Research into the distinct pathophysiological drivers of early-onset colorectal cancer (CRC) is a focus of investigation at Columbia University, according to Yoanna S. Pumpalova, MD. Standard genomic analyses have largely demonstrated that the somatic mutation profiles of early onset CRC tumors are genetically similar to those observed in average-onset colorectal cancers, but clinical presentations reveal some differences. Notably, the younger population exhibits a higher incidence of rectal cancers compared with older cohorts.

To address these discrepancies, Pumpalova is collaborating with Joel T. Gabre, MD, a gastroenterologist and scientist at the Columbia University Herbert Irving Comprehensive Cancer Center, to move beyond traditional mutational status and dig into the tumor microenvironment. The research focuses on identifying specific inflammatory markers surrounding early-onset colon and rectal cancers. They have observed an increase in inflammatory markers within this patient population.

Understanding these microenvironmental interactions may facilitate a significant evolution in the therapeutic landscape for early onset CRC. If the relationship between pro-inflammatory insults and the colonic mucosa is validated, investigators may be able to target early onset CRCs using treatments that target that anti-inflammatory pathway.

This transition from a purely genetic focus to an immunological and environmental perspective represents a potential paradigm shift in the management of CRC. By identifying specific molecular axes within the inflammatory pathway, multidisciplinary teams may eventually be able to move toward precision interventions tailored to the unique microenvironmental signature of early-onset disease, potentially improving outcomes for patients who currently experience rising incidence rates.

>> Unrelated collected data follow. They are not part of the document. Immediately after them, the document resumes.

//! Configuration management for curator
//!
//! Handles loading, saving, and validating configuration from TOML files.

mod defaults;

pub use defaults::*;

use crate::error::{Error, Result};
use serde::{Deserialize, Serialize};
use std::path::PathBuf;
use tracing::{debug, info};

/// Main configuration structure
#[derive(Debug, Clone, Serialize, Deserialize)]
pub struct Config {
    /// Name of the projects directory under the base dir
    #[serde(default = "default_projects_dir_name")]
    pub projects_dir_name: String,

    /// Processing configuration
    #[serde(default)]
    pub processing: ProcessingConfig,

    /// Paths configuration (internal, not user-editable)
    #[serde(skip)]
    pub paths: PathsConfig,
}

/// Processing configuration
#[derive(Debug, Clone, Serialize, Deserialize)]
pub struct ProcessingConfig {
    /// JPEG quality for normalized output (1-100)
    #[serde(default = "default_jpeg_quality")]
    pub jpeg_quality: u8,

    /// Extension used for normalized output files
    #[serde(default = "default_processed_extension")]
    pub processed_extension: String,
}

/// Internal paths configuration
#[derive(Debug, Clone, Default)]
pub struct PathsConfig {
    /// Base directory for curator data
    pub base_dir: PathBuf,

    /// Path to config file
    pub config_file: PathBuf,

    /// Directory holding all project subtrees
    pub projects_dir: PathBuf,
}

impl Default for Config {
    fn default() -> Self {
        Self {
            projects_dir_name: default_projects_dir_name(),
            processing: ProcessingConfig::default(),
            paths: PathsConfig::default(),
        }
    }
}

impl Default for ProcessingConfig {
    fn default() -> Self {
        Self {
            jpeg_quality: default_jpeg_quality(),
            processed_extension: default_processed_extension(),
        }
    }
}

impl Config {
    /// Get the default base directory for curator (~/.curator)
    pub fn default_base_dir() -> PathBuf {
        dirs::home_dir()
            .unwrap_or_else(|| PathBuf::from("."))
            .join(".curator")
    }

    /// Initialize paths configuration
    fn init_paths(&mut self, base_dir: Option<PathBuf>) {
        let base = base_dir.unwrap_or_else(Self::default_base_dir);
        self.paths = PathsConfig {
            config_file: base.join("config.toml"),
            projects_dir: base.join(&self.projects_dir_name),
            base_dir: base,
        };
    }

    /// Load configuration from a specific base directory, falling back to
    /// defaults when no config file exists there
    pub fn load_from(base_dir: Option<PathBuf>) -> Result<Self> {
        let mut config = Config::default();
        config.init_paths(base_dir);

        if config.paths.config_file.exists() {
            debug!("Loading config from {:?}", config.paths.config_file);
            let content = std::fs::read_to_string(&config.paths.config_file)?;
            let mut loaded: Config = toml::from_str(&content)?;
            loaded.paths = PathsConfig {
                config_file: config.paths.config_file,
                projects_dir: config.paths.base_dir.join(&loaded.projects_dir_name),
                base_dir: config.paths.base_dir,
            };
            config = loaded;
        } else {
            debug!("No config file found, using defaults");
        }

        config.validate()?;
        Ok(config)
    }

    /// Save configuration to file
    pub fn save(&self) -> Result<()> {
        if let Some(parent) = self.paths.config_file.parent() {
            std::fs::create_dir_all(parent)?;
        }

        let content = toml::to_string_pretty(self)?;
        std::fs::write(&self.paths.config_file, content)?;
        info!("Saved config to {:?}", self.paths.config_file);
        Ok(())
    }

    /// Validate configuration
    pub fn validate(&self) -> Result<()> {
        if self.processing.jpeg_quality == 0 || self.processing.jpeg_quality > 100 {
            return Err(Error::Config(
                "processing.jpeg_quality must be between 1 and 100".to_string(),
            ));
        }

        if self.processing.processed_extension.is_empty() {
            return Err(Error::Config(
                "processing.processed_extension must not be empty".to_string(),
            ));
        }

        if self.projects_dir_name.is_empty() {
            return Err(Error::Config(
                "projects_dir_name must not be empty".to_string(),
            ));
        }

        Ok(())
    }
}

#[cfg(test)]
mod tests {
    use super::*;
    use tempfile::TempDir;

    #[test]
    fn test_default_config() {
        let config = Config::default();
        assert_eq!(config.processing.jpeg_quality, 95);
        assert_eq!(config.processing.processed_extension, "jpg");
        assert!(config.validate().is_ok());
    }

    #[test]
    fn test_config_save_load() {
        let tmp = TempDir::new().unwrap();
        let mut config = Config::default();
        config.init_paths(Some(tmp.path().to_path_buf()));
        config.processing.jpeg_quality = 80;

        config.save().unwrap();
        assert!(config.paths.config_file.exists());

        let loaded = Config::load_from(Some(tmp.path().to_path_buf())).unwrap();
        assert_eq!(loaded.processing.jpeg_quality, 80);
        assert_eq!(loaded.paths.projects_dir, tmp.path().join("projects"));
    }

    #[test]
    fn test_config_validation() {
        let mut config = Config::default();

        config.processing.jpeg_quality = 0;
        assert!(config.validate().is_err());

        config.processing.jpeg_quality = 101;
        assert!(config.validate().is_err());

        config.processing.jpeg_quality = 95;
        assert!(config.validate().is_ok());
    }

    #[test]
    fn test_load_from_missing_file_uses_defaults() {
        let tmp = TempDir::new().unwrap();
        let config = Config::load_from(Some(tmp.path().to_path_buf())).unwrap();
        assert_eq!(config.processing.jpeg_quality, 95);
        assert_eq!(config.paths.base_dir, tmp.path());
    }
}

Pumpalova is an assistant professor of medicine and a medical oncologist at the Columbia University Herbert Irving Medical Center.

Transcript:

CancerNetwork: How do you hope to see the field evolve with respect to treating patients with early onset colorectal cancer?

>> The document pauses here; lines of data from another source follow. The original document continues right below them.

impl Workspace {
    /// Create a workspace with the bundled codec
    pub fn new(config: Config) -> Self {
        Self::with_codec(config, create_codec())
    }

    /// Create a workspace with an externally supplied codec
    pub fn with_codec(config: Config, codec: Box<dyn ImageCodec>) -> Self {
        let registry = ProjectRegistry::new(config.paths.projects_dir.clone());
        Self {
            config,
            registry,
            codec,
            locks: RwLock::new(HashMap::new()),
        }
    }

    pub fn config(&self) -> &Config {
        &self.config
    }

    /// The per-project lock guard, created on first use
    async fn lock_for(&self, project: &str) -> Arc<Mutex<()>> {
        {
            let locks = self.locks.read().await;
            if let Some(lock) = locks.get(project) {
                return lock.clone();
            }
        }
        let mut locks = self.locks.write().await;
        locks
            .entry(project.to_string())
            .or_insert_with(|| Arc::new(Mutex::new(())))
            .clone()
    }

    /// Per-call store handles for an existing project
    fn stores(&self, project: &str) -> Result<(ProjectPaths, BlobStore, SidecarIndex)> {
        let paths = self.registry.existing(project)?;
        let blobs = BlobStore::new(paths.raw_dir());
        let sidecar = SidecarIndex::new(paths.raw_dir());
        Ok((paths, blobs, sidecar))
    }

    // ===== Project Operations =====

    pub async fn create_project(&self, name: &str) -> Result<PathBuf> {
        let lock = self.lock_for(name).await;
        let _guard = lock.lock().await;
        self.registry.create(name).await
    }

    pub async fn rename_project(&self, old: &str, new: &str) -> Result<PathBuf> {
        let lock = self.lock_for(old).await;
        let _guard = lock.lock().await;
        self.registry.rename(old, new)
    }

    pub async fn delete_project(&self, name: &str) -> Result<()> {
        let lock = self.lock_for(name).await;
        let _guard = lock.lock().await;
        self.registry.delete(name)
    }

    pub async fn set_project_archived(&self, name: &str, archived: bool) -> Result<ProjectConfig> {
        let lock = self.lock_for(name).await;
        let _guard = lock.lock().await;
        self.registry.set_archived(name, archived)
    }

    pub async fn touch_project(&self, name: &str) -> Result<String> {
        let lock = self.lock_for(name).await;
        let _guard = lock.lock().await;
        self.registry.touch_last_accessed(name)
    }

    pub async fn get_project(&self, name: &str) -> Result<ProjectConfig> {
        self.registry.get(name)
    }

    pub async fn list_projects(
        &self,
        filter: &ProjectFilter,
        sort: &ProjectSort,
    ) -> Result<Vec<ProjectConfig>> {
        self.registry.list(filter, sort)
    }

    // ===== Image Operations =====

    /// Import a batch of local files; per-item failures are collected, not
    /// propagated
    pub async fn import_images(
        &self,
        project: &str,
        sources: &[PathBuf],
    ) -> Result<Vec<ImportOutcome>> {
        let lock = self.lock_for(project).await;
        let _guard = lock.lock().await;

        let (paths, blobs, sidecar) = self.stores(project)?;
        let catalog = Catalog::open(paths.root()).await?;
        Ok(ingest::import_images(&catalog, &blobs, &sidecar, sources).await)
    }

    /// List images from the catalog (authoritative), with derived file
    /// metadata from the blob store
    pub async fn list_images(&self, project: &str) -> Result<Vec<ImageEntry>> {
        let (paths, blobs, _) = self.stores(project)?;
        let catalog = Catalog::open(paths.root()).await?;

        let entries = catalog
            .list_all()
            .await?
            .into_iter()
            .map(|record| {
                let size_bytes = blobs.metadata(&record.filename).ok().map(|m| m.len());
                let mime_type = mime_guess::from_path(&record.filename)
                    .first()
                    .map(|m| m.to_string());
                ImageEntry {
                    blob_exists: size_bytes.is_some(),
                    size_bytes,
                    mime_type,
                    record,
                }
            })
            .collect();
        Ok(entries)
    }

    /// Rename an image: the blob is renamed and catalog/sidecar filenames
    /// stay identical. Compensates fully when a later step fails.
    pub async fn rename_image(
        &self,
        project: &str,
        id: &str,
        new_filename: &str,
    ) -> Result<ImageRecord> {
        let lock = self.lock_for(project).await;
        let _guard = lock.lock().await;

        let (paths, blobs, sidecar) = self.stores(project)?;
        let catalog = Catalog::open(paths.root()).await?;

        let record = catalog
            .get(id)
            .await?
            .ok_or_else(|| Error::ImageNotFound(id.to_string()))?;
        let old_filename = record.filename.clone();

        blobs.rename(&old_filename, new_filename)?;

        let details = serde_json::json!({ "from": old_filename, "to": new_filename });
        let updated = match catalog
            .update_filename_with_history(id, new_filename, Some(details))
            .await
        {
            Ok(updated) => updated,
            Err(e) => {
                if let Err(cleanup) = blobs.rename(new_filename, &old_filename) {
                    warn!("Failed to restore blob {} after catalog error: {}", old_filename, cleanup);
                }
                return Err(e);
            }
        };

        if let Err(e) = sidecar.upsert(id, (&updated).into()) {
            let rollback = serde_json::json!({
                "from": new_filename,
                "to": old_filename,
                "reason": "rename rollback",
            });
            if let Err(cleanup) = catalog
                .update_filename_with_history(id, &old_filename, Some(rollback))
                .await
            {
                warn!("Failed to revert catalog row {} after sidecar error: {}", id, cleanup);
            }
            if let Err(cleanup) = blobs.rename(new_filename, &old_filename) {
                warn!("Failed to restore blob {} after sidecar error: {}", old_filename, cleanup);
            }
            return Err(e);
        }

        Ok(updated)
    }

    /// Delete an image: catalog row and its `remove` history entry first,
    /// then blob and sidecar cleanup. Once the catalog commit is durable a
    /// failed cleanup leaves garbage, not corruption, and is only logged.
    pub async fn delete_image(&self, project: &str, id: &str) -> Result<ImageRecord> {
        let lock = self.lock_for(project).await;
        let _guard = lock.lock().await;

        let (paths, blobs, sidecar) = self.stores(project)?;
        let catalog = Catalog::open(paths.root()).await?;

        let details = serde_json::json!({ "reason": "user delete" });
        let removed = catalog.delete_with_history(id, Some(details)).await?;

        match blobs.remove(&removed.filename) {
            Ok(()) => {}
            Err(Error::ImageNotFound(_)) => {
                // Already absent; the history entry tombstones the id
            }
            Err(e) => warn!("Failed to remove blob {}: {}", removed.filename, e),
        }
        if let Err(e) = sidecar.remove(id) {
            warn!("Failed to remove sidecar entry {}: {}", id, e);
        }

        Ok(removed)
    }

    // ===== Processing =====

    /// Run the processing pipeline over a project's raw blobs
    pub async fn process_project(&self, project: &str) -> Result<ProcessedMetadata> {
        let lock = self.lock_for(project).await;
        let _guard = lock.lock().await;

        let (paths, blobs, _) = self.stores(project)?;
        let annotations = AnnotationStore::new(paths.processed_dir());
        let processor = Processor::new(
            &blobs,
            &annotations,
            self.codec.as_ref(),
            paths.processed_dir(),
            self.config.processing.jpeg_quality,
            self.config.processing.processed_extension.clone(),
        );
        processor.process().await
    }

    // ===== Annotations =====

    pub async fn get_annotation(&self, project: &str, image_filename: &str) -> Result<Annotation> {
        let paths = self.registry.existing(project)?;
        AnnotationStore::new(paths.processed_dir()).get(image_filename)
    }

    pub async fn save_annotation(
        &self,
        project: &str,
        image_filename: &str,
        annotation: &Annotation,
    ) -> Result<()> {
        let lock = self.lock_for(project).await;
        let _guard = lock.lock().await;

        let paths = self.registry.existing(project)?;
        AnnotationStore::new(paths.processed_dir()).save(image_filename, annotation)
    }

    // ===== History and Sidecar =====

    pub async fn history(&self, project: &str) -> Result<Vec<HistoryEntry>> {
        let paths = self.registry.existing(project)?;
        let catalog = Catalog::open(paths.root()).await?;
        catalog.list_history().await
    }

    pub async fn raw_metadata(&self, project: &str) -> Result<BTreeMap<String, SidecarEntry>> {
        let (_, _, sidecar) = self.stores(project)?;
        Ok(sidecar.all())
    }

    /// Read a raw blob's path for external consumers
    pub fn blob_path(&self, project: &str, filename: &str) -> Result<PathBuf> {
        let (_, blobs, _) = self.stores(project)?;
        let path = blobs.path(filename);
        if !path.is_file() {
            return Err(Error::ImageNotFound(filename.to_string()));
        }
        Ok(path)
    }
}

Pumpalova: So far—and this is something we're studying actively here at Columbia—we're looking at what is different about early onset colorectal cancers compared with our average, later-onset colorectal cancers. A lot of these analyses have shown the tumors to be, genetically, very similar; the somatic mutation profile of these tumors tends to be very similar. There is a difference in terms of left vs right-sided colorectal cancer incidence, where there are more rectal cancers in the younger population. But when you look genetically at the mutational status, they tend to be very similar. But when we dig a little deeper, which is what I'm doing in collaboration with [Joel T. Gabre, MD], a gastroenterologist and a scientist, [and] we look at the actual tumor microenvironment and the inflammatory markers around these early onset colon and rectal cancers, we are seeing an increase in inflammatory markers. Our hypothesis is that there is an interaction between the colonic mucosa and pro-inflammatory insults, whether that's sedentary lifestyle, diet, an environmental exposure that we have yet to identify, or all of the above; we don't know. But it is possible that if that hypothesis is correct, then we would be able to specifically target early onset colorectal cancer using targets or medications that target that anti-inflammatory pathway.